Le sit-in du mouvement islamiste JUI-F se poursuivait à Islamabad le 9 novembre 2019, réclamant la démission du Premier ministre pakistan Imran Khan. (Source : Independent)
Le sit-in du mouvement islamiste JUI-F se poursuivait à Islamabad le 9 novembre 2019, réclamant la démission du Premier ministre pakistan Imran Khan. (Source : Independent)
C’est le premier mouvement de contestation contre l’actuel Premier ministre du Pakistan. Des milliers de manifestants islamistes demandent à Imran Khan de démissionner alors que le pays traverse de graves difficultés économiques.
*À l’initiative du parti religieux radical Tehreek-e-Labbaik ; sit-in anti-blasphème de novembre 2017. **Jamiat Ulema-e-Islam (JUI) du leader Fazal-ur-Rehman, une formation politico-religieuse radicale disposant d’un vaste réseau de madrassas (écoles coraniques) dans lesquelles, de manière notoire (cf. New York Times du 4 novembre 2019), les Talibans pakistanais et afghans recrutent des volontaires. ***Imran Khan (PTI) est chef de gouvernement depuis août 2018, succédant à Nawaz Sharif (PML-N).
Deux ans précisément après la dernière mobilisation islamiste* dans la capitale, Islamabad et les autorités pakistanaises se trouvent une fois encore sous le feu d’une contestation populaire enfiévrée. Si la formation politico-religieuse** à l’origine de cette énième agitation et le Premier ministre ont depuis lors changé***, la problématique anti-gouvernementale demeure étrangement similaire. Et n’augure rien de bon pour la stabilité intérieure – déjà toute relative – de ce pays de 210 millions d’individus affligés par une kyrielle de maux politiques, sécuritaires ou économiques.

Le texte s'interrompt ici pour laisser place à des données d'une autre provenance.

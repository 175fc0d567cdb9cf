//! Public-holiday calendar capability.
//!
//! The schedule surcharge needs to know whether a move date is a public
//! holiday. The capability is a trait so deployments can plug in an
//! authoritative calendar (e.g. the GOV.UK bank-holidays feed); the default
//! implementation is the intentionally-approximate heuristic the service has
//! always used.

use chrono::{Datelike, NaiveDate, Weekday};

/// Answers "is this date a public holiday".
///
/// Implementations must be pure: the same date always produces the same
/// answer within a process lifetime.
pub trait HolidayCalendar {
    /// Returns true if the given date is a public holiday.
    fn is_holiday(&self, date: NaiveDate) -> bool;
}

/// Approximate English bank-holiday rules.
///
/// Covers:
/// - New Year's Day, with the Monday-observed shift (Jan 2 or 3 when they
///   fall on a Monday)
/// - Early May Bank Holiday (first Monday in May)
/// - Spring Bank Holiday (last Monday in May)
/// - Summer Bank Holiday (last Monday in August)
/// - Christmas Day, observed on the 27th when that is a Monday or Tuesday
/// - Boxing Day, observed on the 28th when that is a Monday
///
/// Easter-based holidays (Good Friday, Easter Monday) are NOT computed. That
/// is a known gap in the heuristic, not a defect; swap in a real calendar via
/// the [`HolidayCalendar`] trait if those days matter.
///
/// # Example
///
/// ```
/// use quote_engine::calculation::{HolidayCalendar, UkBankHolidayCalendar};
/// use chrono::NaiveDate;
///
/// let calendar = UkBankHolidayCalendar;
/// let christmas = NaiveDate::from_ymd_opt(2026, 12, 25).unwrap();
/// assert!(calendar.is_holiday(christmas));
/// ```
#[derive(Debug, Clone, Copy, Default)]
pub struct UkBankHolidayCalendar;

impl HolidayCalendar for UkBankHolidayCalendar {
    fn is_holiday(&self, date: NaiveDate) -> bool {
        let month = date.month();
        let day = date.day();
        let weekday = date.weekday();
        let is_monday = weekday == Weekday::Mon;

        // New Year's Day, or its Monday-observed substitute
        if month == 1 && (day == 1 || ((day == 2 || day == 3) && is_monday)) {
            return true;
        }

        // Early May Bank Holiday: first Monday in May
        if month == 5 && is_monday && day <= 7 {
            return true;
        }

        // Spring Bank Holiday: last Monday in May
        if month == 5 && is_monday && day > 24 {
            return true;
        }

        // Summer Bank Holiday: last Monday in August
        if month == 8 && is_monday && day > 24 {
            return true;
        }

        // Christmas Day, observed on the 27th when that lands Monday/Tuesday
        if month == 12
            && (day == 25 || (day == 27 && (is_monday || weekday == Weekday::Tue)))
        {
            return true;
        }

        // Boxing Day, observed on the 28th when that lands on a Monday
        if month == 12 && (day == 26 || (day == 28 && is_monday)) {
            return true;
        }

        false
    }
}
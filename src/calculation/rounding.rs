//! Money rounding and formatting policy.
//!
//! All price finalization goes through [`round_up_to_pound`] so the quote
//! total and the deposit calculation can never diverge. The policy always
//! rounds up to the next whole pound.

use rust_decimal::{Decimal, RoundingStrategy};

/// Rounds an amount up to the next whole pound.
///
/// This is the single named rounding operation for finalized money. Exact
/// whole-pound amounts are returned unchanged.
///
/// # Example
///
/// ```
/// use quote_engine::calculation::round_up_to_pound;
/// use rust_decimal::Decimal;
/// use std::str::FromStr;
///
/// assert_eq!(round_up_to_pound(Decimal::from_str("33.72").unwrap()), Decimal::from(34));
/// assert_eq!(round_up_to_pound(Decimal::from(15)), Decimal::from(15));
/// ```
pub fn round_up_to_pound(amount: Decimal) -> Decimal {
    amount.ceil()
}

/// Rounds an amount up to two decimal places (penny precision).
///
/// Used for reported decompositions such as the VAT amount, which is
/// always ceiled at penny precision.
pub fn round_up_to_penny(amount: Decimal) -> Decimal {
    amount.round_dp_with_strategy(2, RoundingStrategy::ToPositiveInfinity)
}

/// Formats a price for display as `£` followed by a 2-decimal amount.
///
/// # Example
///
/// ```
/// use quote_engine::calculation::format_price;
/// use rust_decimal::Decimal;
///
/// assert_eq!(format_price(Decimal::from(34)), "£34.00");
/// ```
pub fn format_price(amount: Decimal) -> String {
    format!("£{:.2}", amount)
}
//! Error types for the quoting engine.
//!
//! This module provides strongly-typed errors using the `thiserror` crate
//! for all error conditions that can occur while producing a quote.
//!
//! Malformed *optional* inputs (unknown van sizes, unparseable move times,
//! invalid dates) never produce errors; they degrade to documented defaults.
//! Errors are reserved for broken configuration and fundamentally invalid
//! required numeric input.

use thiserror::Error;

/// The main error type for the quoting engine.
///
/// All fallible operations in the engine return this error type, making it
/// easy to handle errors consistently throughout the application.
///
/// # Example
///
/// ```
/// use quote_engine::error::EngineError;
///
/// let error = EngineError::ConfigNotFound {
///     path: "/missing/rates.yaml".to_string(),
/// };
/// assert_eq!(error.to_string(), "Configuration file not found: /missing/rates.yaml");
/// ```
#[derive(Debug, Error)]
pub enum EngineError {
    /// Configuration file was not found at the specified path.
    #[error("Configuration file not found: {path}")]
    ConfigNotFound {
        /// The path that was not found.
        path: String,
    },

    /// Configuration file could not be parsed.
    #[error("Failed to parse configuration file '{path}': {message}")]
    ConfigParseError {
        /// The path to the file that failed to parse.
        path: String,
        /// A description of the parse error.
        message: String,
    },

    /// A required numeric field on the quote request was out of range.
    #[error("Invalid quote field '{field}': {message}")]
    InvalidQuote {
        /// The field that was invalid.
        field: String,
        /// A description of what made the field invalid.
        message: String,
    },

    /// A general calculation error occurred.
    #[error("Calculation error: {message}")]
    CalculationError {
        /// A description of the calculation error.
        message: String,
    },
}

/// A type alias for Results that return EngineError.
pub type EngineResult<T> = Result<T, EngineError>;
//! Van size multiplier and time-based labour charge.
//!
//! Both lookups are keyed by van size. Unrecognized van-size strings have
//! already been mapped to the medium tier by
//! [`VanSize::from_key`](crate::models::VanSize::from_key), so these lookups
//! are total and never error.

use rust_decimal::Decimal;

use crate::config::RateTable;
use crate::models::VanSize;

/// Returns the price multiplier for the given van size.
pub fn van_size_multiplier(van_size: VanSize, rates: &RateTable) -> Decimal {
    rates.van_size_multipliers.for_size(van_size)
}

/// Returns the hourly labour rate for the given van size, in pounds.
pub fn hourly_rate(van_size: VanSize, rates: &RateTable) -> Decimal {
    rates.hourly_rates.for_size(van_size)
}

/// Calculates the time-based labour charge.
///
/// Time charge = hourly rate for the van size × booked hours. Zero hours
/// (the default for unset bookings) produces a zero charge.
///
/// # Example
///
/// ```
/// use quote_engine::calculation::calculate_time_charge;
/// use quote_engine::config::RateTable;
/// use quote_engine::models::VanSize;
/// use rust_decimal::Decimal;
///
/// let rates = RateTable::default();
/// let charge = calculate_time_charge(VanSize::Large, Decimal::from(3), &rates);
/// assert_eq!(charge, Decimal::from(105));
/// ```
pub fn calculate_time_charge(van_size: VanSize, hours: Decimal, rates: &RateTable) -> Decimal {
    if hours <= Decimal::ZERO {
        return Decimal::ZERO;
    }
    hourly_rate(van_size, rates) * hours
}

#[cfg(test)]
mod tests {
    use super::*;
    use std::str::FromStr;

    fn dec(s: &str) -> Decimal {
        Decimal::from_str(s).unwrap()
    }

    #[test]
    fn test_multiplier_by_van_size() {
        let rates = RateTable::default();
        assert_eq!(van_size_multiplier(VanSize::Small, &rates), dec("1.0"));
        assert_eq!(van_size_multiplier(VanSize::Medium, &rates), dec("1.2"));
        assert_eq!(van_size_multiplier(VanSize::Large, &rates), dec("1.4"));
        assert_eq!(van_size_multiplier(VanSize::Luton, &rates), dec("1.6"));
    }

    #[test]
    fn test_hourly_rate_by_van_size() {
        let rates = RateTable::default();
        assert_eq!(hourly_rate(VanSize::Small, &rates), dec("25"));
        assert_eq!(hourly_rate(VanSize::Luton, &rates), dec("40"));
    }

    #[test]
    fn test_time_charge_is_rate_times_hours() {
        let rates = RateTable::default();
        assert_eq!(
            calculate_time_charge(VanSize::Medium, dec("2.5"), &rates),
            dec("75")
        );
    }

    #[test]
    fn test_zero_hours_means_zero_charge() {
        let rates = RateTable::default();
        assert_eq!(
            calculate_time_charge(VanSize::Luton, Decimal::ZERO, &rates),
            Decimal::ZERO
        );
    }

    #[test]
    fn test_unrecognized_size_already_behaves_as_medium() {
        let rates = RateTable::default();
        let fallback = VanSize::from_key("suv");
        assert_eq!(
            calculate_time_charge(fallback, dec("2"), &rates),
            calculate_time_charge(VanSize::Medium, dec("2"), &rates)
        );
    }
}
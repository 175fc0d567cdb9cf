//! Configuration types for the quoting engine.
//!
//! This module contains the strongly-typed rate table that is either
//! deserialized from a YAML configuration file or built from the compiled-in
//! defaults. Every calculator reads its constants from here; nothing is
//! hardcoded in the calculation modules.

use rust_decimal::Decimal;
use serde::Deserialize;

use crate::models::{FloorAccess, VanSize};

/// A per-van-size table of decimal values.
///
/// Used for multipliers, hourly rates, and fuel economy figures. The lookup
/// is total over [`VanSize`], so the fallback-to-medium behavior lives in the
/// enum parsing, not here.
#[derive(Debug, Clone, Deserialize)]
pub struct VanSizeRates {
    /// Value for a small van.
    pub small: Decimal,
    /// Value for a medium van.
    pub medium: Decimal,
    /// Value for a large van.
    pub large: Decimal,
    /// Value for a Luton van.
    pub luton: Decimal,
}

impl VanSizeRates {
    /// Returns the value for the given van size.
    pub fn for_size(&self, size: VanSize) -> Decimal {
        match size {
            VanSize::Small => self.small,
            VanSize::Medium => self.medium,
            VanSize::Large => self.large,
            VanSize::Luton => self.luton,
        }
    }
}

/// Fixed fees by floor-access tier. Ground floor is always free.
#[derive(Debug, Clone, Deserialize)]
pub struct FloorAccessFees {
    /// Fee for ground floor access.
    pub ground: Decimal,
    /// Fee for first floor access.
    pub first_floor: Decimal,
    /// Fee for second floor access.
    pub second_floor: Decimal,
    /// Fee for third floor or higher.
    pub third_floor_plus: Decimal,
}

impl FloorAccessFees {
    /// Returns the base fee for the given floor-access tier.
    pub fn for_tier(&self, tier: FloorAccess) -> Decimal {
        match tier {
            FloorAccess::Ground => self.ground,
            FloorAccess::FirstFloor => self.first_floor,
            FloorAccess::SecondFloor => self.second_floor,
            FloorAccess::ThirdFloorPlus => self.third_floor_plus,
        }
    }
}

/// Multiplicative premiums by urgency tier. Standard is always 1.0.
#[derive(Debug, Clone, Deserialize)]
pub struct UrgencyMultipliers {
    /// Multiplier for a standard booking.
    pub standard: Decimal,
    /// Multiplier for a priority booking.
    pub priority: Decimal,
    /// Multiplier for an express booking.
    pub express: Decimal,
}

impl UrgencyMultipliers {
    /// Returns the multiplier for the given urgency tier.
    pub fn for_tier(&self, tier: crate::models::UrgencyLevel) -> Decimal {
        match tier {
            crate::models::UrgencyLevel::Standard => self.standard,
            crate::models::UrgencyLevel::Priority => self.priority,
            crate::models::UrgencyLevel::Express => self.express,
        }
    }
}

/// The complete, immutable rate table for the quoting engine.
///
/// This is the single source of truth for all tunable pricing constants. It
/// is loaded once at process start (from YAML via
/// [`ConfigLoader`](crate::config::ConfigLoader) or from [`Default`]) and
/// never mutated; calculators receive it by shared reference, so concurrent
/// quote requests need no coordination.
///
/// # Example
///
/// ```
/// use quote_engine::config::RateTable;
/// use rust_decimal::Decimal;
///
/// let rates = RateTable::default();
/// assert_eq!(rates.minimum_price, Decimal::from(15));
/// ```
#[derive(Debug, Clone, Deserialize)]
pub struct RateTable {
    /// Minimum price in pounds. Doubles as the base fare on every journey.
    pub minimum_price: Decimal,
    /// Lower per-mile rate, applied to rural/long-haul journeys.
    pub base_rate_per_mile_min: Decimal,
    /// Higher per-mile rate, applied to urban or short (< 10 mile) journeys.
    pub base_rate_per_mile_max: Decimal,
    /// Price multipliers by van size.
    pub van_size_multipliers: VanSizeRates,
    /// Hourly labour rates by van size, in pounds.
    pub hourly_rates: VanSizeRates,
    /// Hourly rate per extra helper, in pounds.
    pub helper_hourly_rate: Decimal,
    /// Fixed fees by floor-access tier, in pounds.
    pub floor_access_fees: FloorAccessFees,
    /// Fraction of the floor fee discounted when a lift is available.
    pub lift_discount: Decimal,
    /// Additive surcharge fraction for weekday commute-hour moves.
    pub peak_time_surcharge: Decimal,
    /// Additive surcharge fraction for moves at or after 18:00.
    pub evening_surcharge: Decimal,
    /// Additive surcharge fraction for Saturday or Sunday moves.
    pub weekend_surcharge: Decimal,
    /// Additive surcharge fraction for public-holiday moves.
    pub holiday_surcharge: Decimal,
    /// Multiplicative premiums by urgency tier.
    pub urgency_multipliers: UrgencyMultipliers,
    /// Fuel economy in miles per UK gallon, by van size.
    pub fuel_efficiency_mpg: VanSizeRates,
    /// Fuel price per litre, in pounds.
    pub fuel_cost_per_litre: Decimal,
    /// Litres per UK gallon.
    pub litres_per_gallon: Decimal,
    /// Fraction of the one-way per-mile cost charged for the empty return leg.
    pub return_journey_factor: Decimal,
    /// Fraction of the total kept by the platform.
    pub platform_fee_percentage: Decimal,
    /// VAT rate. The displayed VAT amount is extracted from the VAT-inclusive
    /// total, not added on top.
    pub vat_rate: Decimal,
    /// Fraction of the total collected upfront as a deposit.
    pub deposit_percentage: Decimal,
}

impl Default for RateTable {
    /// The documented UK defaults, matching `config/pricing/rates.yaml`.
    fn default() -> Self {
        Self {
            minimum_price: Decimal::from(15),
            base_rate_per_mile_min: Decimal::new(80, 2),  // 0.80
            base_rate_per_mile_max: Decimal::new(120, 2), // 1.20
            van_size_multipliers: VanSizeRates {
                small: Decimal::new(10, 1),  // 1.0
                medium: Decimal::new(12, 1), // 1.2
                large: Decimal::new(14, 1),  // 1.4
                luton: Decimal::new(16, 1),  // 1.6
            },
            hourly_rates: VanSizeRates {
                small: Decimal::from(25),
                medium: Decimal::from(30),
                large: Decimal::from(35),
                luton: Decimal::from(40),
            },
            helper_hourly_rate: Decimal::from(20),
            floor_access_fees: FloorAccessFees {
                ground: Decimal::ZERO,
                first_floor: Decimal::from(20),
                second_floor: Decimal::from(40),
                third_floor_plus: Decimal::from(60),
            },
            lift_discount: Decimal::new(5, 1),       // 0.5
            peak_time_surcharge: Decimal::new(15, 2), // 0.15
            evening_surcharge: Decimal::new(10, 2),   // 0.10
            weekend_surcharge: Decimal::new(12, 2),   // 0.12
            holiday_surcharge: Decimal::new(20, 2),   // 0.20
            urgency_multipliers: UrgencyMultipliers {
                standard: Decimal::ONE,
                priority: Decimal::new(115, 2), // 1.15
                express: Decimal::new(130, 2),  // 1.30
            },
            fuel_efficiency_mpg: VanSizeRates {
                small: Decimal::from(34),
                medium: Decimal::from(30),
                large: Decimal::from(25),
                luton: Decimal::from(20),
            },
            fuel_cost_per_litre: Decimal::new(140, 2), // 1.40
            litres_per_gallon: Decimal::new(454609, 5), // 4.54609
            return_journey_factor: Decimal::new(50, 2), // 0.50
            platform_fee_percentage: Decimal::new(25, 2), // 0.25
            vat_rate: Decimal::new(20, 2),              // 0.20
            deposit_percentage: Decimal::new(25, 2),    // 0.25
        }
    }
}

impl RateTable {
    /// Fraction of the total paid to the driver.
    ///
    /// Derived rather than stored so the two shares always sum to 1.
    pub fn driver_share_percentage(&self) -> Decimal {
        Decimal::ONE - self.platform_fee_percentage
    }
}

#[cfg(test)]
mod tests {
    use super::*;
    use crate::models::UrgencyLevel;
    use std::str::FromStr;

    fn dec(s: &str) -> Decimal {
        Decimal::from_str(s).unwrap()
    }

    #[test]
    fn test_default_rate_table_constants() {
        let rates = RateTable::default();
        assert_eq!(rates.minimum_price, dec("15"));
        assert_eq!(rates.base_rate_per_mile_min, dec("0.80"));
        assert_eq!(rates.base_rate_per_mile_max, dec("1.20"));
        assert_eq!(rates.helper_hourly_rate, dec("20"));
        assert_eq!(rates.litres_per_gallon, dec("4.54609"));
        assert_eq!(rates.vat_rate, dec("0.20"));
    }

    #[test]
    fn test_van_size_rates_lookup() {
        let rates = RateTable::default();
        assert_eq!(rates.van_size_multipliers.for_size(VanSize::Small), dec("1.0"));
        assert_eq!(rates.van_size_multipliers.for_size(VanSize::Medium), dec("1.2"));
        assert_eq!(rates.van_size_multipliers.for_size(VanSize::Large), dec("1.4"));
        assert_eq!(rates.van_size_multipliers.for_size(VanSize::Luton), dec("1.6"));
        assert_eq!(rates.hourly_rates.for_size(VanSize::Luton), dec("40"));
        assert_eq!(rates.fuel_efficiency_mpg.for_size(VanSize::Large), dec("25"));
    }

    #[test]
    fn test_floor_access_fee_lookup() {
        let rates = RateTable::default();
        assert_eq!(rates.floor_access_fees.for_tier(FloorAccess::Ground), dec("0"));
        assert_eq!(
            rates.floor_access_fees.for_tier(FloorAccess::FirstFloor),
            dec("20")
        );
        assert_eq!(
            rates.floor_access_fees.for_tier(FloorAccess::ThirdFloorPlus),
            dec("60")
        );
    }

    #[test]
    fn test_urgency_multiplier_lookup() {
        let rates = RateTable::default();
        assert_eq!(
            rates.urgency_multipliers.for_tier(UrgencyLevel::Standard),
            dec("1.0")
        );
        assert_eq!(
            rates.urgency_multipliers.for_tier(UrgencyLevel::Express),
            dec("1.30")
        );
    }

    #[test]
    fn test_driver_share_is_complement_of_platform_fee() {
        let rates = RateTable::default();
        assert_eq!(
            rates.platform_fee_percentage + rates.driver_share_percentage(),
            Decimal::ONE
        );
    }

    #[test]
    fn test_rate_table_deserializes_from_yaml() {
        let yaml = r#"
minimum_price: "15"
base_rate_per_mile_min: "0.80"
base_rate_per_mile_max: "1.20"
van_size_multipliers: { small: "1.0", medium: "1.2", large: "1.4", luton: "1.6" }
hourly_rates: { small: "25", medium: "30", large: "35", luton: "40" }
helper_hourly_rate: "20"
floor_access_fees: { ground: "0", first_floor: "20", second_floor: "40", third_floor_plus: "60" }
lift_discount: "0.5"
peak_time_surcharge: "0.15"
evening_surcharge: "0.10"
weekend_surcharge: "0.12"
holiday_surcharge: "0.20"
urgency_multipliers: { standard: "1.0", priority: "1.15", express: "1.30" }
fuel_efficiency_mpg: { small: "34", medium: "30", large: "25", luton: "20" }
fuel_cost_per_litre: "1.40"
litres_per_gallon: "4.54609"
return_journey_factor: "0.50"
platform_fee_percentage: "0.25"
vat_rate: "0.20"
deposit_percentage: "0.25"
"#;
        let rates: RateTable = serde_yaml::from_str(yaml).unwrap();
        assert_eq!(rates.minimum_price, dec("15"));
        assert_eq!(rates.van_size_multipliers.for_size(VanSize::Luton), dec("1.6"));
        assert_eq!(rates.deposit_percentage, dec("0.25"));
    }
}
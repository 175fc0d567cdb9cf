//! Travel time estimation.
//!
//! Used by the landing-page estimate to give customers a rough duration:
//! driving time at a mixed-roads average speed, a fixed loading/unloading
//! block, and a proportional traffic buffer.

use rust_decimal::Decimal;
use rust_decimal::prelude::ToPrimitive;

/// Assumed average speed across urban, rural, and motorway driving.
pub const AVERAGE_SPEED_MPH: u32 = 40;

/// Fixed loading and unloading time in minutes.
pub const LOADING_MINUTES: u32 = 30;

/// Traffic buffer as a fraction of driving time.
pub const TRAFFIC_BUFFER: Decimal = Decimal::from_parts(15, 0, 0, false, 2);

/// Estimates total travel time in minutes for a journey.
///
/// Minutes = (distance ÷ 40 mph × 60) + 30 loading minutes + 15% of the
/// driving portion as a traffic buffer, rounded up to the next whole minute.
///
/// # Example
///
/// ```
/// use quote_engine::calculation::estimate_travel_minutes;
/// use rust_decimal::Decimal;
///
/// // 40 miles: 60 driving + 30 loading + 9 buffer
/// assert_eq!(estimate_travel_minutes(Decimal::from(40)), 99);
/// ```
pub fn estimate_travel_minutes(distance_miles: Decimal) -> u64 {
    let driving_minutes = distance_miles / Decimal::from(AVERAGE_SPEED_MPH) * Decimal::from(60);
    let buffer = driving_minutes * TRAFFIC_BUFFER;
    let total = driving_minutes + Decimal::from(LOADING_MINUTES) + buffer;
    total.ceil().to_u64().unwrap_or(0)
}

/// Renders a minute count as "X hours and Y minutes" or "Y minutes".
///
/// # Example
///
/// ```
/// use quote_engine::calculation::format_travel_time;
///
/// assert_eq!(format_travel_time(99), "1 hour and 39 minutes");
/// assert_eq!(format_travel_time(45), "45 minutes");
/// ```
pub fn format_travel_time(minutes: u64) -> String {
    let hours = minutes / 60;
    let remainder = minutes % 60;
    if hours > 0 {
        format!(
            "{} hour{} and {} minutes",
            hours,
            if hours == 1 { "" } else { "s" },
            remainder
        )
    } else {
        format!("{} minutes", remainder)
    }
}

#[cfg(test)]
mod tests {
    use super::*;
    use std::str::FromStr;

    fn dec(s: &str) -> Decimal {
        Decimal::from_str(s).unwrap()
    }

    #[test]
    fn test_zero_distance_is_loading_time_only() {
        assert_eq!(estimate_travel_minutes(Decimal::ZERO), 30);
    }

    #[test]
    fn test_forty_miles() {
        // 60 driving + 30 loading + 9 buffer
        assert_eq!(estimate_travel_minutes(dec("40")), 99);
    }

    #[test]
    fn test_fractional_minutes_round_up() {
        // 10 miles: 15 driving + 30 loading + 2.25 buffer = 47.25 -> 48
        assert_eq!(estimate_travel_minutes(dec("10")), 48);
    }

    #[test]
    fn test_format_under_an_hour() {
        assert_eq!(format_travel_time(45), "45 minutes");
        assert_eq!(format_travel_time(0), "0 minutes");
    }

    #[test]
    fn test_format_with_hours() {
        assert_eq!(format_travel_time(60), "1 hour and 0 minutes");
        assert_eq!(format_travel_time(99), "1 hour and 39 minutes");
        assert_eq!(format_travel_time(150), "2 hours and 30 minutes");
    }
}
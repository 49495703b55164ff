//! Acquisition and release of the single camera.

use crate::device::{CaptureDevice, StreamId, VideoStream};
use crate::error::AcquisitionError;
use crate::sink::DisplaySink;

/// Ownership token for an acquired camera.
///
/// Not `Clone`. Only [`CameraResource::release`] consumes it, so a handle can
/// be released at most once.
#[derive(Debug)]
pub struct CameraHandle {
    stream: VideoStream,
}

impl CameraHandle {
    pub fn stream_id(&self) -> StreamId {
        self.stream.id()
    }
}

/// Pairs a capture device with a preview sink and tracks the held stream.
pub struct CameraResource<D, S> {
    device: D,
    sink: S,
    held: Option<StreamId>,
}

impl<D: CaptureDevice, S: DisplaySink> CameraResource<D, S> {
    pub fn new(device: D, sink: S) -> Self {
        Self {
            device,
            sink,
            held: None,
        }
    }

    /// Open a stream and bind it to the preview sink.
    ///
    /// Fails with [`AcquisitionError::Busy`] while a previous handle is still
    /// held; the caller must release it first.
    pub fn acquire(&mut self) -> Result<CameraHandle, AcquisitionError> {
        if let Some(id) = self.held {
            return Err(AcquisitionError::Busy(id.0));
        }
        let stream = self.device.request_video_stream()?;
        self.sink.attach(&stream);
        self.held = Some(stream.id());
        tracing::debug!(stream = %stream.id(), "camera acquired");
        Ok(CameraHandle { stream })
    }

    /// Release whatever handle `slot` holds. Idempotent: an empty slot is a no-op.
    ///
    /// Returns whether a handle was released.
    pub fn release(&mut self, slot: &mut Option<CameraHandle>) -> bool {
        let Some(handle) = slot.take() else {
            return false;
        };
        let id = handle.stream.id();
        self.sink.detach(&handle.stream);
        self.device.stop_stream(handle.stream);
        if self.held == Some(id) {
            self.held = None;
        }
        tracing::debug!(stream = %id, "camera released");
        true
    }

    pub fn is_held(&self) -> bool {
        self.held.is_some()
    }

    pub fn device(&self) -> &D {
        &self.device
    }

    pub fn sink(&self) -> &S {
        &self.sink
    }
}

#[cfg(test)]
mod tests {
    use super::*;

    #[derive(Default)]
    struct CountingDevice {
        deny: bool,
        opened: u64,
        stopped: Vec<StreamId>,
    }

    impl CaptureDevice for CountingDevice {
        fn request_video_stream(&mut self) -> Result<VideoStream, AcquisitionError> {
            if self.deny {
                return Err(AcquisitionError::PermissionDenied);
            }
            self.opened += 1;
            Ok(VideoStream::new(StreamId(self.opened)))
        }

        fn stop_stream(&mut self, stream: VideoStream) {
            self.stopped.push(stream.id());
        }
    }

    #[derive(Default)]
    struct Preview {
        showing: Option<StreamId>,
    }

    impl DisplaySink for Preview {
        fn attach(&mut self, stream: &VideoStream) {
            self.showing = Some(stream.id());
        }

        fn detach(&mut self, _stream: &VideoStream) {
            self.showing = None;
        }
    }

    #[test]
    fn acquire_binds_sink() {
        let mut camera = CameraResource::new(CountingDevice::default(), Preview::default());
        let handle = camera.acquire().unwrap();
        assert_eq!(camera.sink().showing, Some(handle.stream_id()));
        assert!(camera.is_held());
    }

    #[test]
    fn release_is_idempotent() {
        let mut camera = CameraResource::new(CountingDevice::default(), Preview::default());
        let mut slot = Some(camera.acquire().unwrap());

        assert!(camera.release(&mut slot));
        assert!(!camera.release(&mut slot));
        assert_eq!(camera.device().stopped, vec![StreamId(1)]);
        assert_eq!(camera.sink().showing, None);
        assert!(!camera.is_held());
    }

    #[test]
    fn second_acquire_while_held_is_busy() {
        let mut camera = CameraResource::new(CountingDevice::default(), Preview::default());
        let _handle = camera.acquire().unwrap();
        assert_eq!(camera.acquire().unwrap_err(), AcquisitionError::Busy(1));
        assert_eq!(camera.device().opened, 1);
    }

    #[test]
    fn denied_acquire_holds_nothing() {
        let device = CountingDevice {
            deny: true,
            ..CountingDevice::default()
        };
        let mut camera = CameraResource::new(device, Preview::default());
        assert_eq!(camera.acquire().unwrap_err(), AcquisitionError::PermissionDenied);
        assert!(!camera.is_held());
        assert_eq!(camera.sink().showing, None);
    }
}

Décidément, l’automne 2019 ne réserve rien de simple au Pakistan et à son chef de gouvernement actuel. Le crédit d’Imran Khan dans l’opinion semble s’être en grande partie dilapidé, un an à peine après avoir accédé au pouvoir. Ce jeudi 7 novembre, au septième jour de ce nouveau sit-in – autorisé par le pouvoir – dans la capitale, les manifestants du Jamiat Ulema-e-Islam drapés dans leur logorrhée radicale et leur projet de société obscurantiste réclament la démission du gouvernement. Ce désaveu profite également du soutien de l’opposition traditionnelle (PML-N, PPP), trop heureuse de se remobiliser pour l’occasion et de décocher quelques flèches faciles en direction d’Imran Khan. Lui-même, lorsqu’il était tribun zélé de l’opposition, aimait à pourfendre l’incurie et l’incompétence du gouvernement Sharif…
Face à cette nouvelle éruption populaire contestant la légitimité du gouvernement civil issu des urnes, l’armée pakistanaise, cet acteur omnipotent des (nombreuses) casernes jusqu’aux travées du pouvoir politique, joue à cette heure une partition faussement modeste, contrastant avec son autorité. « Nous avons foi en la loi et en la Constitution, et notre soutien va au gouvernement démocratiquement élu, et non à un parti quel qu’il soit », assurait en fin de semaine dernière le major général A. Ghafoor, le porte-parole de l’armée. Cinq jours plus tard, alors que le mouvement contestataire s’enracine et que le Premier ministre nie tout projet de démission anticipée, ce même général deux étoiles demeure sur un registre mesuré, jouant du discours politiquement correct, sans pour autant convaincre son auditoire : « L’armée n’entend pas œuvrer comme médiateur entre le gouvernement d’Imran Khan et l’opposition ; nous sommes trop occupés en matière de sécurité nationale et de défense pour nous mêler de ce genre de choses… »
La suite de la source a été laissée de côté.